I recommend reading Matt Duss' response to Charles Krauthammer's column today suggesting that there haven't been any concessions on the Palestinian side when it comes to territory:
“Exactly what bold steps for peace have the Palestinians taken?” Krauthammer asks. Well, for starters, how about relinquishing claims to 78 percent of Palestine? This is precisely what they did in 1993 when, in an exchange of letters between Yassir Arafat and Israeli Prime Minister Yitzhak Rabin, the Palestinian Liberation Organization (PLO) formally recognized “the right of the State of Israel to exist in peace and security,” and accepted United Nations Security Council Resolutions 242 and 338, which call upon Israel to withdraw from territories occupied in 1967 and an end to the state of belligerency.
This was, as Hussein Ibish noted recently, “The mother of all compromises.” And it is a compromise that is being reaffirmed by the Palestinians seeking international recognition for a Palestinian state along the 1967 borders.

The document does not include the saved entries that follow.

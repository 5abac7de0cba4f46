//! Platform users (buyers and sellers) and their attachments.

use chrono::{DateTime, NaiveDate};
use serde::{Deserialize, Serialize};
use serde_json::Value;

use crate::client::Payname;
use crate::error::Result;
use crate::resources::card::Card;
use crate::resources::doc::Doc;
use crate::resources::iban::Iban;

/// A platform user.
#[derive(Debug, Clone, Default, Serialize, Deserialize)]
#[serde(default)]
pub struct User {
    /// User hash, public id.
    pub hash: String,

    /// Email address.
    pub email: Option<String>,

    /// Phone number.
    pub phone: Option<String>,

    /// First name.
    pub first_name: Option<String>,

    /// Last name.
    pub last_name: Option<String>,

    /// Postal address.
    pub address: Option<String>,

    /// City.
    pub city: Option<String>,

    /// Postal code.
    pub postal_code: Option<String>,

    /// Birth date as a Unix timestamp. See [`User::birth_date`].
    pub birthdate: Option<i64>,

    /// Social security number (URSSAF option).
    pub secu: Option<String>,

    /// Validation status of the user.
    pub status: Option<String>,

    /// IBANs returned inline by the create and get endpoints.
    #[serde(rename = "iban", skip_serializing)]
    pub ibans: Vec<Iban>,
}

impl User {
    /// Create a user.
    ///
    /// `options` is the open-ended creation map documented by the platform
    /// (identity fields, inline IBAN, ...).
    ///
    /// # Errors
    ///
    /// Fails like any dispatched call.
    pub async fn create(client: &Payname, options: &Value) -> Result<Self> {
        client.post("/user", options).await?.decode()
    }

    /// Fetch one user.
    ///
    /// # Errors
    ///
    /// Fails like any dispatched call.
    pub async fn get(client: &Payname, hash: &str) -> Result<Self> {
        client.get(&format!("/user/{hash}")).await?.decode()
    }

    /// List users. Pagination is not implemented upstream.
    ///
    /// # Errors
    ///
    /// Fails like any dispatched call.
    pub async fn list(client: &Payname) -> Result<Vec<Self>> {
        client.get("/user").await?.decode()
    }

    /// Push the local fields to the platform and reload from the response.
    ///
    /// # Errors
    ///
    /// Fails like any dispatched call.
    pub async fn update(&mut self, client: &Payname) -> Result<()> {
        let payload = serde_json::to_value(&*self)?;
        let path = format!("/user/{}", self.hash);
        *self = client.put(&path, Some(&payload)).await?.decode()?;
        Ok(())
    }

    /// Delete the user on the platform.
    ///
    /// # Errors
    ///
    /// Fails like any dispatched call.
    pub async fn delete(self, client: &Payname) -> Result<()> {
        client.delete(&format!("/user/{}", self.hash)).await?;
        Ok(())
    }

    /// Birth date as a calendar date, when the timestamp is set and valid.
    #[must_use]
    pub fn birth_date(&self) -> Option<NaiveDate> {
        self.birthdate
            .and_then(|timestamp| DateTime::from_timestamp(timestamp, 0))
            .map(|datetime| datetime.date_naive())
    }

    /// Fetch the cards registered by this user.
    ///
    /// # Errors
    ///
    /// Fails like any dispatched call.
    pub async fn cards(&self, client: &Payname) -> Result<Vec<Card>> {
        Card::list(client, &self.hash).await
    }

    /// Fetch one document of this user.
    ///
    /// # Errors
    ///
    /// Fails like any dispatched call.
    pub async fn doc(&self, client: &Payname, hash: &str) -> Result<Doc> {
        Doc::get(client, &self.hash, hash).await
    }

    /// Fetch all documents of this user.
    ///
    /// # Errors
    ///
    /// Fails like any dispatched call.
    pub async fn docs(&self, client: &Payname) -> Result<Vec<Doc>> {
        Doc::list(client, &self.hash).await
    }

    /// Fetch one IBAN of this user.
    ///
    /// # Errors
    ///
    /// Fails like any dispatched call.
    pub async fn iban(&self, client: &Payname, hash: &str) -> Result<Iban> {
        Iban::get(client, &self.hash, hash).await
    }

    /// Fetch all IBANs of this user.
    ///
    /// # Errors
    ///
    /// Fails like any dispatched call.
    pub async fn fetch_ibans(&self, client: &Payname) -> Result<Vec<Iban>> {
        Iban::list(client, &self.hash).await
    }
}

It's also very much worth remembering that, in exchange for the Palestinians' recognition of Israel and relinquishing Palestinian claims to 78 percent of their homeland that this represented, Israel did not in return recognize “the right of the State of Palestine to exist in peace and security.” It only recognized the PLO as the legitimate representative of the Palestinian people. Almost 20 years, no state, and some 200,000 more Israeli settlers later, there is a fairly strong feeling among Palestinians of all stripes that this blatantly asymmetric bargain was a bad one.
This is not the only place in which Krauthammer in misleading in his attempt to mischaracterize Obama's remarks about the 1967 borders as some kind of attack on Israel. In his column he makes two obviously contradictory arguments. First he says that Obama "told Israel it must negotiate the right of return with the Palestinians after having given every inch of territory." Then he writes that Obama was "refusing to reaffirm America’s rejection of the right of return." Well it can be one or the other, and it can't be both. And it was actually neither, since Obama didn't actually mention the issue, but reading speeches that call for " two states for two people" as an endorsement, implicit or otherwise, of Palestinian right of return would require telepathic powers. Part of the point of having two states is to preserve Israel as a Jewish democracy in the face of demographic changes in the region, which is why its disturbing that the current Israeli leadership seems content to prolong an unsustainable status quo.